In a traditional, on-premises enterprise environment, a single bare-metal server or virtual machine may host multiple PostgreSQL server instances. Even though they share the same machine, they often belong to different applications, projects or organizational units, and are required to be isolated in terms of utilizing system resources like RAM, CPU and disk I/O, usually for the purpose of business management.

PostgreSQL is an excellent database management system in general, but its built-in resource management – if you can even call it that – mostly operates at a lower level than what would be ideal for setting up such an isolation in a straightforward manner. You can enforce resource consumption limits like memory utilization and degree of parallelism for certain SQL operations. Most of these settings, however, do not impose global hard limits for the PostgreSQL server instance – not for databases nor for users or even queries for that matter.

Moreover, setting up priorities between users, queries or databases – so that one may consume more resources than others – is a feature completely missing from vanilla PostgreSQL. Then again, even if prioriziation were possible at those levels, it is generally recommended to deploy a separate PostgreSQL server instance per database. (A single-instance, multi-database configuration is desired only if those databases logically belong together, and may be managed – stopped, started, backed up, upgraded etc. – as a single unit in terms of business functionality.)

Does it all mean that high-level isolation is impossible? Thankfully, it does not.

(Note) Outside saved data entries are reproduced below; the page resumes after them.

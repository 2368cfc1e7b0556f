#![cfg_attr(not(feature = "std"), no_std)]

extern crate alloc;

#[cfg(feature = "std")]
extern crate std;

pub mod error;
pub mod models;
pub mod policy;
pub mod presence;
pub mod topic;

pub use error::{CatalogError, PresenceError};
pub use models::*;
pub use policy::{Decision, DenyReason, Operation};
pub use presence::{PresenceAggregator, PresenceUpdate, Transition};
pub use topic::{InboundTopic, MessageClass, TopicRegistry};
//! Mapping between logical (room, endpoint) pairs and bus topics.
//!
//! ```text
//! smarthome/deteksi/{room}                    presence sensor, payload 0/1
//! smarthome/{room}/{segment}                  endpoint status
//! smarthome/{room}/{segment}/perintah         endpoint command, payload 0/1
//! smarthome/lock                              derived occupancy lock, payload 0/1
//! ```
//!
//! A room may be spelled differently on the wire (`ruang_cuci` is `jemuran`
//! on the laundry hardware). The alias table says, per [`MessageClass`], which
//! spelling is used. Inbound topics always accept the canonical id, and accept
//! an alias only for the classes it is declared for. Everything returned from
//! this module carries canonical ids.

use alloc::collections::{BTreeMap, BTreeSet};
use alloc::format;
use alloc::string::String;
use alloc::vec::Vec;

use serde::{Deserialize, Serialize};

use crate::error::CatalogError;
use crate::models::{AliasSpec, DeviceId, DeviceSpec, Endpoint, RoomId, RoomSpec};

pub const TOPIC_ROOT: &str = "smarthome";
pub const SENSOR_LEVEL: &str = "deteksi";
pub const COMMAND_LEVEL: &str = "perintah";
pub const LIGHT_SEGMENT: &str = "lampu";
pub const LOCK_TOPIC: &str = "smarthome/lock";

const RESERVED_SEGMENTS: [&str; 4] = [SENSOR_LEVEL, COMMAND_LEVEL, LIGHT_SEGMENT, "lock"];

#[derive(Debug, Clone, Copy, PartialEq, Eq, PartialOrd, Ord, Hash, Serialize, Deserialize)]
#[serde(rename_all = "snake_case")]
pub enum MessageClass {
    /// Presence readings from room sensors
    Sensor,
    /// Light and device state reported by hardware
    Status,
    /// Light commands sent to hardware
    LightCommand,
    /// Device commands sent to hardware
    DeviceCommand,
}

impl MessageClass {
    pub fn for_command(endpoint: &Endpoint) -> Self {
        match endpoint {
            Endpoint::Light => MessageClass::LightCommand,
            Endpoint::Device(_) => MessageClass::DeviceCommand,
        }
    }
}

/// A topic the registry understood. Unknown topics resolve to `None` and are
/// meant to be ignored, not treated as errors.
#[derive(Debug, Clone, PartialEq, Eq)]
pub enum InboundTopic {
    Sensor { room: RoomId },
    Status { room: RoomId, endpoint: Endpoint },
    Command { room: RoomId, endpoint: Endpoint },
}

impl InboundTopic {
    pub fn room(&self) -> &RoomId {
        match self {
            InboundTopic::Sensor { room }
            | InboundTopic::Status { room, .. }
            | InboundTopic::Command { room, .. } => room,
        }
    }
}

#[derive(Debug, Clone)]
struct Alias {
    room: RoomId,
    classes: BTreeSet<MessageClass>,
}

#[derive(Debug, Clone)]
pub struct TopicRegistry {
    rooms: BTreeSet<RoomId>,
    sensor_rooms: BTreeSet<RoomId>,
    device_segments: BTreeMap<DeviceId, String>,
    segment_devices: BTreeMap<String, DeviceId>,
    aliases: BTreeMap<String, Alias>,
}

impl TopicRegistry {
    pub fn new(
        rooms: &[RoomSpec],
        devices: &[DeviceSpec],
        aliases: &[AliasSpec],
    ) -> Result<Self, CatalogError> {
        let mut registry = Self {
            rooms: BTreeSet::new(),
            sensor_rooms: BTreeSet::new(),
            device_segments: BTreeMap::new(),
            segment_devices: BTreeMap::new(),
            aliases: BTreeMap::new(),
        };

        for room in rooms {
            validate_segment(room.id.as_str())?;
            if !registry.rooms.insert(room.id.clone()) {
                return Err(CatalogError::DuplicateRoom(room.id.as_str().into()));
            }
            if room.sensor {
                registry.sensor_rooms.insert(room.id.clone());
            }
        }

        for device in devices {
            let segment = device.segment();
            validate_segment(segment)?;

            if !registry.rooms.contains(&device.room) {
                return Err(CatalogError::UnknownRoom(device.room.as_str().into()));
            }
            if registry.device_segments.contains_key(&device.id) {
                return Err(CatalogError::DuplicateDevice(device.id.as_str().into()));
            }
            if registry.segment_devices.contains_key(segment) {
                return Err(CatalogError::DuplicateSegment(segment.into()));
            }

            registry
                .device_segments
                .insert(device.id.clone(), segment.into());
            registry
                .segment_devices
                .insert(segment.into(), device.id.clone());
        }

        for alias in aliases {
            validate_segment(&alias.segment)?;

            if !registry.rooms.contains(&alias.room) {
                return Err(CatalogError::UnknownRoom(alias.room.as_str().into()));
            }
            if registry.rooms.contains(alias.segment.as_str())
                || registry.aliases.contains_key(&alias.segment)
            {
                return Err(CatalogError::DuplicateSegment(alias.segment.clone()));
            }

            let classes: BTreeSet<MessageClass> = alias.classes.iter().copied().collect();

            // One outbound spelling per room and class.
            let ambiguous = registry.aliases.values().any(|other| {
                other.room == alias.room && other.classes.intersection(&classes).next().is_some()
            });
            if ambiguous {
                return Err(CatalogError::DuplicateSegment(alias.segment.clone()));
            }

            registry.aliases.insert(
                alias.segment.clone(),
                Alias {
                    room: alias.room.clone(),
                    classes,
                },
            );
        }

        Ok(registry)
    }

    pub fn rooms(&self) -> impl Iterator<Item = &RoomId> {
        self.rooms.iter()
    }

    pub fn sensor_rooms(&self) -> impl Iterator<Item = &RoomId> {
        self.sensor_rooms.iter()
    }

    pub fn devices(&self) -> impl Iterator<Item = &DeviceId> {
        self.device_segments.keys()
    }

    pub fn contains_room(&self, room: &str) -> bool {
        self.rooms.contains(room)
    }

    pub fn contains_device(&self, device: &str) -> bool {
        self.device_segments.contains_key(device)
    }

    pub fn device_segment(&self, device: &str) -> Option<&str> {
        self.device_segments.get(device).map(String::as_str)
    }

    pub fn device_for_segment(&self, segment: &str) -> Option<&DeviceId> {
        self.segment_devices.get(segment)
    }

    pub fn endpoint_segment(&self, endpoint: &Endpoint) -> Option<&str> {
        match endpoint {
            Endpoint::Light => Some(LIGHT_SEGMENT),
            Endpoint::Device(device) => self.device_segment(device.as_str()),
        }
    }

    /// Canonical room for a topic segment received under `class`.
    pub fn resolve_room(&self, segment: &str, class: MessageClass) -> Option<RoomId> {
        if let Some(room) = self.rooms.get(segment) {
            return Some(room.clone());
        }

        self.aliases
            .get(segment)
            .filter(|alias| alias.classes.contains(&class))
            .map(|alias| alias.room.clone())
    }

    /// Segment used for `room` on topics of `class`.
    pub fn room_segment(&self, room: &str, class: MessageClass) -> Option<&str> {
        let room = self.rooms.get(room)?;

        let alias = self
            .aliases
            .iter()
            .find(|(_, alias)| alias.room == *room && alias.classes.contains(&class))
            .map(|(segment, _)| segment.as_str());

        Some(alias.unwrap_or(room.as_str()))
    }

    pub fn resolve_inbound(&self, topic: &str) -> Option<InboundTopic> {
        let levels: Vec<&str> = topic.split('/').collect();

        match levels.as_slice() {
            [TOPIC_ROOT, SENSOR_LEVEL, room] => {
                let room = self.resolve_room(room, MessageClass::Sensor)?;
                if self.sensor_rooms.contains(&room) {
                    Some(InboundTopic::Sensor { room })
                } else {
                    None
                }
            }
            [TOPIC_ROOT, room, segment] => {
                let endpoint = self.resolve_endpoint(segment)?;
                let room = self.resolve_room(room, MessageClass::Status)?;
                Some(InboundTopic::Status { room, endpoint })
            }
            [TOPIC_ROOT, room, segment, COMMAND_LEVEL] => {
                let endpoint = self.resolve_endpoint(segment)?;
                let room = self.resolve_room(room, MessageClass::for_command(&endpoint))?;
                Some(InboundTopic::Command { room, endpoint })
            }
            _ => None,
        }
    }

    pub fn sensor_topic(&self, room: &str) -> Option<String> {
        if !self.sensor_rooms.contains(room) {
            return None;
        }
        let room = self.room_segment(room, MessageClass::Sensor)?;

        Some(format!("{TOPIC_ROOT}/{SENSOR_LEVEL}/{room}"))
    }

    pub fn status_topic(&self, room: &str, endpoint: &Endpoint) -> Option<String> {
        let segment = self.endpoint_segment(endpoint)?;
        let room = self.room_segment(room, MessageClass::Status)?;

        Some(format!("{TOPIC_ROOT}/{room}/{segment}"))
    }

    pub fn command_topic(&self, room: &str, device: &str) -> Option<String> {
        let segment = self.device_segment(device)?;
        let room = self.room_segment(room, MessageClass::DeviceCommand)?;

        Some(format!("{TOPIC_ROOT}/{room}/{segment}/{COMMAND_LEVEL}"))
    }

    pub fn light_topic(&self, room: &str) -> Option<String> {
        let room = self.room_segment(room, MessageClass::LightCommand)?;

        Some(format!("{TOPIC_ROOT}/{room}/{LIGHT_SEGMENT}/{COMMAND_LEVEL}"))
    }

    pub fn endpoint_command_topic(&self, room: &str, endpoint: &Endpoint) -> Option<String> {
        match endpoint {
            Endpoint::Light => self.light_topic(room),
            Endpoint::Device(device) => self.command_topic(room, device.as_str()),
        }
    }

    /// Every sensor and status topic, under each spelling accepted inbound.
    pub fn subscriptions(&self) -> Vec<String> {
        let mut topics = Vec::new();

        for room in &self.sensor_rooms {
            for segment in self.accepted_segments(room, MessageClass::Sensor) {
                topics.push(format!("{TOPIC_ROOT}/{SENSOR_LEVEL}/{segment}"));
            }
        }

        for room in &self.rooms {
            for segment in self.accepted_segments(room, MessageClass::Status) {
                topics.push(format!("{TOPIC_ROOT}/{segment}/{LIGHT_SEGMENT}"));
                for endpoint in self.segment_devices.keys() {
                    topics.push(format!("{TOPIC_ROOT}/{segment}/{endpoint}"));
                }
            }
        }

        topics
    }

    fn accepted_segments<'a>(&'a self, room: &'a RoomId, class: MessageClass) -> Vec<&'a str> {
        let mut segments = Vec::from([room.as_str()]);
        segments.extend(
            self.aliases
                .iter()
                .filter(|(_, alias)| alias.room == *room && alias.classes.contains(&class))
                .map(|(segment, _)| segment.as_str()),
        );
        segments
    }

    fn resolve_endpoint(&self, segment: &str) -> Option<Endpoint> {
        if segment == LIGHT_SEGMENT {
            return Some(Endpoint::Light);
        }

        self.device_for_segment(segment)
            .map(|device| Endpoint::Device(device.clone()))
    }
}

fn validate_segment(segment: &str) -> Result<(), CatalogError> {
    if segment.is_empty() || segment.contains(['/', '+', '#']) {
        return Err(CatalogError::InvalidSegment(segment.into()));
    }
    if RESERVED_SEGMENTS.contains(&segment) {
        return Err(CatalogError::ReservedSegment(segment.into()));
    }
    Ok(())
}

/// Binary command and lock payload. Hardware only understands `"1"` / `"0"`.
pub fn encode_binary(on: bool) -> &'static str {
    if on { "1" } else { "0" }
}

pub fn decode_binary(payload: &str) -> Option<bool> {
    match payload.trim() {
        "1" => Some(true),
        "0" => Some(false),
        _ => None,
    }
}

/// Status payload: `{segment}/nyala` or `{segment}/mati`, bare `1`/`0` tolerated.
pub fn decode_status(segment: &str, payload: &str) -> Option<bool> {
    let payload = payload.trim();

    match payload
        .strip_prefix(segment)
        .and_then(|rest| rest.strip_prefix('/'))
    {
        Some("nyala") => Some(true),
        Some("mati") => Some(false),
        Some(_) => None,
        None => decode_binary(payload),
    }
}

It is possible to isolate PostgreSQL instances, but as with quite a few other aspects in PostgreSQL, limiting overall resource consumption or setting up priorities needs to be implemented at the operating system level.

After a run-down of some basic, application-agnostic resource control techniques in Linux, we are going to cover how the desired level of resource management may be achived via systemd, and how to configure it specifically for PostgreSQL.

Core Linux technologies for resource management

Sharing server resources between users has always been the norm since the very early ages of computing. Controlling shared resource consumption came as a natural requirement. Some of the older tools discussed here date back to the 1970’s, but even the most recent core technology originated as early as the late 2000’s. That means there’s a good chance you’ve already heard about the following technologies. Let’s take a quick look.

Classical resource limits

What first comes to mind is the age-old resource limiting solution commonly referred to as ulimit. POSIX originally used this name for process limits, but later deprecated the name in favour of a new one called rlimit (resource limit).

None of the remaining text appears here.